W.H.O. staffers made the allegation “in an internal complaint filed in October [2021] and again in an email last week” that they subsequently sent to senior W.H.O. leadership according to the AP, which obtained and reviewed the documents.

The complaint alleges that Kasai, an ethnic East Asian from Japan, demonstrated racism against people native to Asian countries such as China, Malaysia, and the Philippines. China is an East Asian nation while the Philippines and Malaysia are both located in Southeast Asia.

“Kasai said repeatedly in meetings that the COVID [Chinese coronavirus] response was hampered by ‘a lack of sufficiently educated people in the Pacific,'” three members of the W.H.O.’s Chinese coronavirus response team in Asia told the AP this week.

“How many people in the Pacific have you killed so far and how many more do you want to kill further?” Kasai allegedly asked an unidentified Filipino W.H.O. staffer during a coronavirus meeting in Manila.

The W.H.O. regional director then asked the same Filipino woman “if she was incapable of delivering good presentations because she was Filipina.”

World Health Organization (WHO) Director-General Tedros Adhanom Ghebreyesus briefs the press on evolution of new coronavirus epidemic on January 29, 2020 in Geneva. (FABRICE COFFRINI/AFP via Getty Images)

The W.H.O. complaint said more than 50 employees at the organization’s Western Pacific headquarters in Manila — the capital of the Philippines — contributed to the allegations detailed in the document. Kasai allegedly created a “toxic atmosphere” within the regional office through “a culture of systemic bullying and public ridiculing,” according to the complaint.

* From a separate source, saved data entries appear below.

//! Atomic artifact fetching.
//!
//! Every fetch streams into a temporary sibling of the destination and is
//! renamed into place only after the payload is fully written and (when a
//! checksum was declared) verified. A reader therefore never observes a
//! partial artifact: on any failure the temporary file is removed and the
//! destination is left untouched, so a retry starts from a clean slate.

use futures_util::StreamExt;
use std::path::{Path, PathBuf};
use tokio::io::{AsyncReadExt, AsyncWriteExt, BufWriter};

use crate::checksum;
use crate::error::FetchError;

/// Reserved marker suffix for in-flight downloads.
///
/// Appended to the destination path, so the temporary file is always a
/// sibling on the same filesystem (rename stays atomic) and can never
/// collide with a real media extension.
pub const TMP_SUFFIX: &str = ".fetchpart";

/// Chunk size for streaming local sources (64 KiB).
const CHUNK_SIZE: usize = 64 * 1024;

/// Temporary sibling path for a destination.
pub fn temp_path(dest: &Path) -> PathBuf {
    let mut name = dest.as_os_str().to_os_string();
    name.push(TMP_SUFFIX);
    PathBuf::from(name)
}

/// Fetches artifacts with all-or-nothing write semantics.
pub struct Fetcher {
    client: reqwest::Client,
}

impl Fetcher {
    pub fn new() -> anyhow::Result<Self> {
        let client = reqwest::Client::builder()
            .user_agent("deploykit/0.1")
            .build()
            .map_err(|e| anyhow::anyhow!("Failed to create HTTP client: {e}"))?;
        Ok(Self { client })
    }

    /// Fetch `source` to `dest`, verifying against `expected_sha256` when
    /// given (hex, case-insensitive).
    ///
    /// `source` is an http(s) URL or a filesystem path. Parent directories
    /// of `dest` are created idempotently. Returns the destination path on
    /// success.
    pub async fn fetch(
        &self,
        source: &str,
        dest: &Path,
        expected_sha256: Option<&str>,
    ) -> Result<PathBuf, FetchError> {
        if let Some(parent) = dest.parent() {
            tokio::fs::create_dir_all(parent)
                .await
                .map_err(|e| FetchError::Io {
                    dest: dest.to_path_buf(),
                    source: e,
                })?;
        }

        let tmp = temp_path(dest);

        match self.fetch_into(source, dest, &tmp, expected_sha256).await {
            Ok(()) => Ok(dest.to_path_buf()),
            Err(e) => {
                // Absence is not an error: the failure may have happened
                // before the temp file was created.
                let _ = tokio::fs::remove_file(&tmp).await;
                Err(e)
            }
        }
    }

    /// One fetch attempt: stream to temp, verify, rename onto dest.
    async fn fetch_into(
        &self,
        source: &str,
        dest: &Path,
        tmp: &Path,
        expected_sha256: Option<&str>,
    ) -> Result<(), FetchError> {
        if is_url(source) {
            self.stream_http(source, tmp).await?;
        } else {
            stream_local(Path::new(source), tmp).await?;
        }

        if let Some(expected) = expected_sha256 {
            // The read happens on the temp file; report failures against it.
            let actual = checksum::sha256_file(tmp).map_err(|e| FetchError::Io {
                dest: tmp.to_path_buf(),
                source: std::io::Error::other(e),
            })?;
            if !checksum::digests_match(expected, &actual) {
                return Err(FetchError::ChecksumMismatch {
                    dest: dest.to_path_buf(),
                    expected: expected.to_lowercase(),
                    actual,
                });
            }
        }

        // Last step: the destination only ever appears fully written.
        tokio::fs::rename(tmp, dest)
            .await
            .map_err(|e| FetchError::Io {
                dest: dest.to_path_buf(),
                source: e,
            })
    }

    /// Stream an HTTP(S) resource to the temp file in chunks.
    async fn stream_http(&self, url: &str, tmp: &Path) -> Result<(), FetchError> {
        let response = self
            .client
            .get(url)
            .send()
            .await
            .map_err(|e| FetchError::Http {
                url: url.to_string(),
                source: e,
            })?;

        let status = response.status();
        if !status.is_success() {
            return Err(FetchError::HttpStatus {
                url: url.to_string(),
                status: status.as_u16(),
            });
        }

        let file = tokio::fs::File::create(tmp)
            .await
            .map_err(|e| io_err(tmp, e))?;
        let mut writer = BufWriter::new(file);

        let mut stream = response.bytes_stream();
        while let Some(chunk) = stream.next().await {
            let chunk = chunk.map_err(|e| FetchError::Http {
                url: url.to_string(),
                source: e,
            })?;
            writer.write_all(&chunk).await.map_err(|e| io_err(tmp, e))?;
        }

        writer.flush().await.map_err(|e| io_err(tmp, e))
    }
}

/// Stream a filesystem source to the temp file in fixed-size chunks.
///
/// Used for file shares and local fixtures; goes through the same
/// temp-and-rename path as HTTP so the atomicity contract holds for every
/// locator kind.
async fn stream_local(source: &Path, tmp: &Path) -> Result<(), FetchError> {
    let mut reader = match tokio::fs::File::open(source).await {
        Ok(f) => f,
        Err(e) if e.kind() == std::io::ErrorKind::NotFound => {
            return Err(FetchError::SourceMissing {
                path: source.to_path_buf(),
            })
        }
        Err(e) => return Err(io_err(source, e)),
    };

    let file = tokio::fs::File::create(tmp)
        .await
        .map_err(|e| io_err(tmp, e))?;
    let mut writer = BufWriter::new(file);

    let mut buffer = vec![0u8; CHUNK_SIZE];
    loop {
        let bytes_read = reader
            .read(&mut buffer)
            .await
            .map_err(|e| io_err(source, e))?;
        if bytes_read == 0 {
            break;
        }
        writer
            .write_all(&buffer[..bytes_read])
            .await
            .map_err(|e| io_err(tmp, e))?;
    }

    writer.flush().await.map_err(|e| io_err(tmp, e))
}

fn is_url(source: &str) -> bool {
    source.starts_with("http://") || source.starts_with("https://")
}

fn io_err(path: &Path, e: std::io::Error) -> FetchError {
    FetchError::Io {
        dest: path.to_path_buf(),
        source: e,
    }
}
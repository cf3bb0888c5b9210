//! Deploykit - offline OS deployment media acquisition and image servicing.
//!
//! Two jobs with real failure-handling requirements live here: fetching
//! installation media with all-or-nothing write semantics, and applying
//! ordered mutations to a mounted disk image through a transactional
//! session that never leaves a mount dangling. Everything around them
//! (catalog validation, tool discovery, configuration) supports those two.

pub mod batch;
pub mod catalog;
pub mod checksum;
pub mod config;
pub mod download;
pub mod error;
pub mod imaging;
pub mod preflight;
pub mod process;
pub mod servicing;
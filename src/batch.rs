//! Batch fetch coordination across a whole catalog.
//!
//! Drives the atomic fetcher over every catalog entry in fixed category
//! order (drivers, updates, applications) with continue-on-error
//! aggregation: one broken source never blocks unrelated media, and every
//! failed identifier is reported, not just the first.

use anyhow::{Context, Result};
use std::path::{Path, PathBuf};

use crate::catalog::MediaCatalog;
use crate::download::Fetcher;

/// Outcome of a batch fetch.
#[derive(Debug, Default)]
pub struct FetchReport {
    /// Identifier and final destination of every fetched entry.
    pub succeeded: Vec<(String, PathBuf)>,
    /// Identifiers of entries that failed to fetch or verify.
    pub failed: Vec<String>,
}

impl FetchReport {
    /// The batch failed iff any entry failed.
    pub fn is_failure(&self) -> bool {
        !self.failed.is_empty()
    }

    /// One line per failed identifier plus a summary count.
    pub fn print_summary(&self) {
        if self.is_failure() {
            for id in &self.failed {
                println!("failed: {id}");
            }
            println!(
                "{} of {} entries failed",
                self.failed.len(),
                self.succeeded.len() + self.failed.len()
            );
        } else {
            println!("{} entries fetched", self.succeeded.len());
        }
    }
}

/// Fetch every catalog entry under `dest_root`.
///
/// Checksum verification applies only when `verify_checksums` is true and
/// the entry declares a checksum. Entries are fetched sequentially; each
/// failure is recorded against its identifier and the batch continues.
pub fn fetch_all(
    catalog: &MediaCatalog,
    dest_root: &Path,
    verify_checksums: bool,
) -> Result<FetchReport> {
    let rt = tokio::runtime::Runtime::new().context("Failed to create async runtime")?;
    let fetcher = Fetcher::new()?;

    let mut report = FetchReport::default();

    for entry in catalog.all_entries() {
        let dest = dest_root.join(&entry.target);
        let expected = if verify_checksums {
            entry.checksum.as_deref()
        } else {
            None
        };

        match rt.block_on(fetcher.fetch(&entry.source, &dest, expected)) {
            Ok(path) => {
                println!("  {} ({}): {} [OK]", entry.id, entry.install_type, path.display());
                report.succeeded.push((entry.id.clone(), path));
            }
            Err(e) => {
                eprintln!("  {} ({}): {}", entry.id, entry.install_type, e);
                report.failed.push(entry.id.clone());
            }
        }
    }

    Ok(report)
}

Kasai denied the allegations made against him by the W.H.O. Western Pacific office complaint in a statement published by the AP on January 27.

“It is true that I have been hard on staff, but I reject the suggestion that I have targeted staff of any particular nationality,” he said.

“Racism goes against all of the principles and values I hold dear as a person. … I believe deeply and sincerely in W.H.O.’s mission to serve all countries and people,” Kasai added.

The W.H.O. is the international public health body of the United Nations (U.N.). Both the W.H.O. and the U.N. have long been accused of supporting various degrees of “abuse” while working within countries they are ostensibly attempting to aid.

Native residents of the Democratic Republic of the Congo (D.R.C.)’s North Kivu and Ituri regions recently accused at least 21 W.H.O. employees of committing acts of “sexual abuse and exploitation (S.E.A.)” against them between August 2018 and June 2020. The W.H.O. staffers in question were stationed in eastern D.R.C. as part of the organization’s response to a local outbreak of Ebola, a deadly hemorrhagic fever virus.

The W.H.O. contracted an independent commission to investigate the allegations of S.E.A. against its eastern D.R.C. staff. The commission published its initial findings on September 28, 2021, in a report detailing “multiple allegations of rape and offers of employment in exchange for sex,” W.H.O. Director-General Tedros Adhanom Ghebreyesus said on October 2, 2021.